YOUR GOAL - Down to the final line, print the records again exactly.

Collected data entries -
·····
pub mod document;
pub mod ref_resolve;

use std::fs;
use std::path::Path;

use serde_json::Value;

use crate::error::LoadError;
pub use document::{SpecDocument, SpecVersion};

/// Spec file formats recognised by extension.
#[derive(Debug, Clone, Copy, PartialEq, Eq)]
pub enum SpecFormat {
    Yaml,
    Json,
}

impl SpecFormat {
    pub fn from_path(path: &Path) -> Option<Self> {
        let ext = path.extension()?.to_str()?.to_ascii_lowercase();
        match ext.as_str() {
            "yaml" | "yml" => Some(SpecFormat::Yaml),
            "json" => Some(SpecFormat::Json),
            _ => None,
        }
    }

    fn label(self) -> &'static str {
        match self {
            SpecFormat::Yaml => "YAML",
            SpecFormat::Json => "JSON",
        }
    }
}

/// Load a spec file, dispatching on its extension.
pub fn load(path: &Path) -> Result<SpecDocument, LoadError> {
    let display = path.display().to_string();
    if !path.is_file() {
        return Err(LoadError::NotFound(display));
    }
    let format = SpecFormat::from_path(path)
        .ok_or_else(|| LoadError::UnsupportedFormat {
            path: display.clone(),
        })?;
    let content = fs::read_to_string(path).map_err(|source| LoadError::Io {
        path: display.clone(),
        source,
    })?;
    log::debug!("loading {} spec from {}", format.label(), display);
    parse_str(&content, format, &display)
}

/// Parse an OpenAPI/Swagger spec from YAML text.
pub fn from_yaml(input: &str) -> Result<SpecDocument, LoadError> {
    parse_str(input, SpecFormat::Yaml, "<yaml>")
}

/// Parse an OpenAPI/Swagger spec from JSON text.
pub fn from_json(input: &str) -> Result<SpecDocument, LoadError> {
    parse_str(input, SpecFormat::Json, "<json>")
}

/// Parse text of a known format; `source` names the input in error messages.
pub fn parse_str(input: &str, format: SpecFormat, source: &str) -> Result<SpecDocument, LoadError> {
    let root = match format {
        SpecFormat::Json => serde_json::from_str::<Value>(input).map_err(|e| LoadError::Parse {
            path: source.to_string(),
            format: format.label(),
            message: e.to_string(),
        })?,
        SpecFormat::Yaml => yaml_tree(input, source)?,
    };
    validate(root, source)
}

#[cfg(feature = "yaml")]
fn yaml_tree(input: &str, source: &str) -> Result<Value, LoadError> {
    let yaml: serde_yaml_ng::Value =
        serde_yaml_ng::from_str(input).map_err(|e| LoadError::Parse {
            path: source.to_string(),
            format: SpecFormat::Yaml.label(),
            message: e.to_string(),
        })?;
    Ok(yaml_to_json(yaml))
}

#[cfg(not(feature = "yaml"))]
fn yaml_tree(_input: &str, source: &str) -> Result<Value, LoadError> {
    Err(LoadError::MissingYamlSupport {
        path: source.to_string(),
    })
}

/// Convert a YAML tree into the JSON tree the rest of the crate works on.
/// Mapping keys are stringified, tags are dropped.
#[cfg(feature = "yaml")]
fn yaml_to_json(value: serde_yaml_ng::Value) -> Value {
    use serde_yaml_ng::Value as Yaml;

    match value {
        Yaml::Null => Value::Null,
        Yaml::Bool(b) => Value::Bool(b),
        Yaml::Number(n) => {
            if let Some(i) = n.as_i64() {
                Value::from(i)
            } else if let Some(u) = n.as_u64() {
                Value::from(u)
            } else {
                n.as_f64()
                    .and_then(serde_json::Number::from_f64)
                    .map_or(Value::Null, Value::Number)
            }
        }
        Yaml::String(s) => Value::String(s),
        Yaml::Sequence(seq) => Value::Array(seq.into_iter().map(yaml_to_json).collect()),
        Yaml::Mapping(map) => Value::Object(
            map.into_iter()
                .map(|(k, v)| (yaml_key(k), yaml_to_json(v)))
                .collect(),
        ),
        Yaml::Tagged(tagged) => yaml_to_json(tagged.value),
    }
}

#[cfg(feature = "yaml")]
fn yaml_key(key: serde_yaml_ng::Value) -> String {
    use serde_yaml_ng::Value as Yaml;

    match key {
        Yaml::String(s) => s,
        Yaml::Number(n) => n.to_string(),
        Yaml::Bool(b) => b.to_string(),
        Yaml::Null => "null".to_string(),
        other => yaml_to_json(other).to_string(),
    }
}

fn validate(root: Value, source: &str) -> Result<SpecDocument, LoadError> {
    if !root.is_object() {
        return Err(LoadError::InvalidSpec {
            path: source.to_string(),
            reason: "document root is not an object".to_string(),
        });
    }
    let version = SpecVersion::detect(&root).ok_or_else(|| LoadError::InvalidSpec {
        path: source.to_string(),
        reason: "missing `openapi` or `swagger` version field".to_string(),
    })?;
    match document::get(&root, "paths") {
        Some(Value::Object(_)) => {}
        Some(_) => {
            return Err(LoadError::InvalidSpec {
                path: source.to_string(),
                reason: "`paths` is not an object".to_string(),
            });
        }
        None => {
            return Err(LoadError::InvalidSpec {
                path: source.to_string(),
                reason: "missing `paths` object".to_string(),
            });
        }
    }
    Ok(SpecDocument::new(root, version, source.to_string()))
}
·····
ANSWER SECTION -
pub mod document;
pub mod ref_resolve;

use std::fs;
use std::path::Path;

use serde_json::Value;

use crate::error::LoadError;
pub use document::{SpecDocument, SpecVersion};

/// Spec file formats recognised by extension.
#[derive(Debug, Clone, Copy, PartialEq, Eq)]
pub enum SpecFormat {
    Yaml,
    Json,
}

impl SpecFormat {
    pub fn from_path(path: &Path) -> Option<Self> {
        let ext = path.extension()?.to_str()?.to_ascii_lowercase();
        match ext.as_str() {
            "yaml" | "yml" => Some(SpecFormat::Yaml),
            "json" => Some(SpecFormat::Json),
            _ => None,
        }
    }

    fn label(self) -> &'static str {
        match self {
            SpecFormat::Yaml => "YAML",
            SpecFormat::Json => "JSON",
        }
    }
}

/// Load a spec file, dispatching on its extension.
pub fn load(path: &Path) -> Result<SpecDocument, LoadError> {
    let display = path.display().to_string();
    if !path.is_file() {
        return Err(LoadError::NotFound(display));
    }
    let format = SpecFormat::from_path(path)
        .ok_or_else(|| LoadError::UnsupportedFormat {
            path: display.clone(),
        })?;
    let content = fs::read_to_string(path).map_err(|source| LoadError::Io {
        path: display.clone(),
        source,
    })?;
    log::debug!("loading {} spec from {}", format.label(), display);
    parse_str(&content, format, &display)
}

/// Parse an OpenAPI/Swagger spec from YAML text.
pub fn from_yaml(input: &str) -> Result<SpecDocument, LoadError> {
    parse_str(input, SpecFormat::Yaml, "<yaml>")
}

/// Parse an OpenAPI/Swagger spec from JSON text.
pub fn from_json(input: &str) -> Result<SpecDocument, LoadError> {
    parse_str(input, SpecFormat::Json, "<json>")
}

/// Parse text of a known format; `source` names the input in error messages.
pub fn parse_str(input: &str, format: SpecFormat, source: &str) -> Result<SpecDocument, LoadError> {
    let root = match format {
        SpecFormat::Json => serde_json::from_str::<Value>(input).map_err(|e| LoadError::Parse {
            path: source.to_string(),
            format: format.label(),
            message: e.to_string(),
        })?,
        SpecFormat::Yaml => yaml_tree(input, source)?,
    };
    validate(root, source)
}

#[cfg(feature = "yaml")]
fn yaml_tree(input: &str, source: &str) -> Result<Value, LoadError> {
    let yaml: serde_yaml_ng::Value =
        serde_yaml_ng::from_str(input).map_err(|e| LoadError::Parse {
            path: source.to_string(),
            format: SpecFormat::Yaml.label(),
            message: e.to_string(),
        })?;
    Ok(yaml_to_json(yaml))
}

#[cfg(not(feature = "yaml"))]
fn yaml_tree(_input: &str, source: &str) -> Result<Value, LoadError> {
    Err(LoadError::MissingYamlSupport {
        path: source.to_string(),
    })
}

/// Convert a YAML tree into the JSON tree the rest of the crate works on.
/// Mapping keys are stringified, tags are dropped.
#[cfg(feature = "yaml")]
fn yaml_to_json(value: serde_yaml_ng::Value) -> Value {
    use serde_yaml_ng::Value as Yaml;

    match value {
        Yaml::Null => Value::Null,
        Yaml::Bool(b) => Value::Bool(b),
        Yaml::Number(n) => {
            if let Some(i) = n.as_i64() {
                Value::from(i)
            } else if let Some(u) = n.as_u64() {
                Value::from(u)
            } else {
                n.as_f64()
                    .and_then(serde_json::Number::from_f64)
                    .map_or(Value::Null, Value::Number)
            }
        }
        Yaml::String(s) => Value::String(s),
        Yaml::Sequence(seq) => Value::Array(seq.into_iter().map(yaml_to_json).collect()),
        Yaml::Mapping(map) => Value::Object(
            map.into_iter()
                .map(|(k, v)| (yaml_key(k), yaml_to_json(v)))
                .collect(),
        ),
        Yaml::Tagged(tagged) => yaml_to_json(tagged.value),
    }
}

#[cfg(feature = "yaml")]
fn yaml_key(key: serde_yaml_ng::Value) -> String {
    use serde_yaml_ng::Value as Yaml;

    match key {
        Yaml::String(s) => s,
        Yaml::Number(n) => n.to_string(),
        Yaml::Bool(b) => b.to_string(),
        Yaml::Null => "null".to_string(),
        other => yaml_to_json(other).to_string(),
    }
}

fn validate(root: Value, source: &str) -> Result<SpecDocument, LoadError> {
    if !root.is_object() {
        return Err(LoadError::InvalidSpec {
            path: source.to_string(),
            reason: "document root is not an object".to_string(),
        });
    }
    let version = SpecVersion::detect(&root).ok_or_else(|| LoadError::InvalidSpec {
        path: source.to_string(),
        reason: "missing `openapi` or `swagger` version field".to_string(),
    })?;
    match document::get(&root, "paths") {
        Some(Value::Object(_)) => {}
        Some(_) => {
            return Err(LoadError::InvalidSpec {
                path: source.to_string(),
                reason: "`paths` is not an object".to_string(),
            });
        }
        None => {
            return Err(LoadError::InvalidSpec {
                path: source.to_string(),
                reason: "missing `paths` object".to_string(),
            });
        }
    }
    Ok(SpecDocument::new(root, version, source.to_string()))
}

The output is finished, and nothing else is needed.